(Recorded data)
==========

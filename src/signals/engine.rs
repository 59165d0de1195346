//! The evaluator: runs every applicable detector for a snapshot and emits
//! graded composite signals.
//!
//! One evaluation is a synchronous, pure computation; the registry and the
//! active profile are read-only throughout, so the same evaluator may be
//! used concurrently for many symbols.

use crate::detectors::{Detector, DetectorRegistry};
use crate::models::features::FeatureSnapshot;
use crate::models::profile::ParameterProfile;
use crate::models::signal::CompositeSignal;
use crate::signals::grading;
use crate::signals::scoring::{self, ScoreBreakdown};

/// Host-supplied predicate deciding whether any detector should run at all
/// for this snapshot (market-hours gate and the like).
pub type RunGate<'a> = &'a (dyn Fn(&FeatureSnapshot) -> bool + Sync);

/// Why a detector pass produced no signal, kept for the explain surface.
#[derive(Debug, Clone, PartialEq)]
pub enum PassOutcome {
    OutOfScope,
    RunGateBlocked,
    DisabledByProfile,
    GateFailed,
    BelowThreshold { score: f64, min_score: f64 },
    NoTradePlan,
    Emitted { score: f64 },
}

pub struct Evaluator {
    registry: DetectorRegistry,
}

impl Evaluator {
    pub fn new(registry: DetectorRegistry) -> Self {
        Self { registry }
    }

    pub fn registry(&self) -> &DetectorRegistry {
        &self.registry
    }

    /// Evaluate every registered detector against one snapshot under one
    /// active profile. Returns the emitted signals in registry order;
    /// an empty vector is the expected common case, not an error.
    pub fn evaluate(
        &self,
        snapshot: &FeatureSnapshot,
        profile: &ParameterProfile,
        run_gate: RunGate<'_>,
    ) -> Vec<CompositeSignal> {
        self.evaluate_explain(snapshot, profile, run_gate)
            .into_iter()
            .filter_map(|evaluation| evaluation.signal)
            .collect()
    }

    /// Like `evaluate`, but keeps the per-detector trace alongside any
    /// emitted signal.
    pub fn evaluate_explain(
        &self,
        snapshot: &FeatureSnapshot,
        profile: &ParameterProfile,
        run_gate: RunGate<'_>,
    ) -> Vec<ExplainedPass> {
        let host_clear = run_gate(snapshot);
        self.registry
            .detectors()
            .iter()
            .map(|detector| self.run_detector(detector, snapshot, profile, host_clear))
            .collect()
    }

    fn run_detector(
        &self,
        detector: &Detector,
        snapshot: &FeatureSnapshot,
        profile: &ParameterProfile,
        host_clear: bool,
    ) -> ExplainedPass {
        let detector_type = detector.detector_type;
        let symbol = snapshot.symbol();

        if !detector.in_scope(snapshot) {
            tracing::trace!(symbol, detector = detector_type.as_str(), "out of scope");
            return ExplainedPass::skipped(detector_type, PassOutcome::OutOfScope);
        }
        if !host_clear {
            tracing::trace!(symbol, detector = detector_type.as_str(), "run gate blocked");
            return ExplainedPass::skipped(detector_type, PassOutcome::RunGateBlocked);
        }
        if !profile.is_detector_enabled(detector_type) {
            tracing::trace!(
                symbol,
                detector = detector_type.as_str(),
                profile = %profile.name,
                "disabled by profile"
            );
            return ExplainedPass::skipped(detector_type, PassOutcome::DisabledByProfile);
        }
        if !detector.gate(snapshot, profile) {
            tracing::trace!(symbol, detector = detector_type.as_str(), "gate failed");
            return ExplainedPass::skipped(detector_type, PassOutcome::GateFailed);
        }

        let breakdown = scoring::weighted_score(&detector.factors, snapshot, profile);
        let min_score = profile.detector_min_score(detector_type, detector.trade_style);
        if breakdown.total < min_score {
            tracing::debug!(
                symbol,
                detector = detector_type.as_str(),
                score = breakdown.total,
                min_score,
                "below threshold"
            );
            return ExplainedPass {
                detector_type,
                outcome: PassOutcome::BelowThreshold {
                    score: breakdown.total,
                    min_score,
                },
                breakdown: Some(breakdown),
                signal: None,
            };
        }

        let plan = match detector.plan(snapshot, profile) {
            Some(plan) => plan,
            None => {
                // Gate passed but a plan input went missing; treat it like
                // any other insufficient-data case and emit nothing.
                tracing::debug!(
                    symbol,
                    detector = detector_type.as_str(),
                    "gate passed but trade plan inputs were absent"
                );
                return ExplainedPass {
                    detector_type,
                    outcome: PassOutcome::NoTradePlan,
                    breakdown: Some(breakdown),
                    signal: None,
                };
            }
        };

        let score = breakdown.total;
        let signal = CompositeSignal::new(
            symbol,
            detector_type,
            detector.direction,
            detector.trade_style,
            score,
            grading::grade(score),
            plan,
            breakdown.factor_scores.clone(),
        );
        tracing::debug!(
            symbol,
            detector = detector_type.as_str(),
            score,
            grade = %signal.grade,
            "signal emitted"
        );
        ExplainedPass {
            detector_type,
            outcome: PassOutcome::Emitted { score },
            breakdown: Some(breakdown),
            signal: Some(signal),
        }
    }
}

/// One detector pass: outcome, optional breakdown, optional signal.
#[derive(Debug)]
pub struct ExplainedPass {
    pub detector_type: crate::detectors::DetectorType,
    pub outcome: PassOutcome,
    pub breakdown: Option<ScoreBreakdown>,
    pub signal: Option<CompositeSignal>,
}

impl ExplainedPass {
    fn skipped(detector_type: crate::detectors::DetectorType, outcome: PassOutcome) -> Self {
        Self {
            detector_type,
            outcome,
            breakdown: None,
            signal: None,
        }
    }
}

==========

• WORK INSTRUCTIONS:
Report how many lines of the data above hold the string "DetectorType". Nothing else belongs in the answer.

• ANSWER TO THE PROBLEM:
2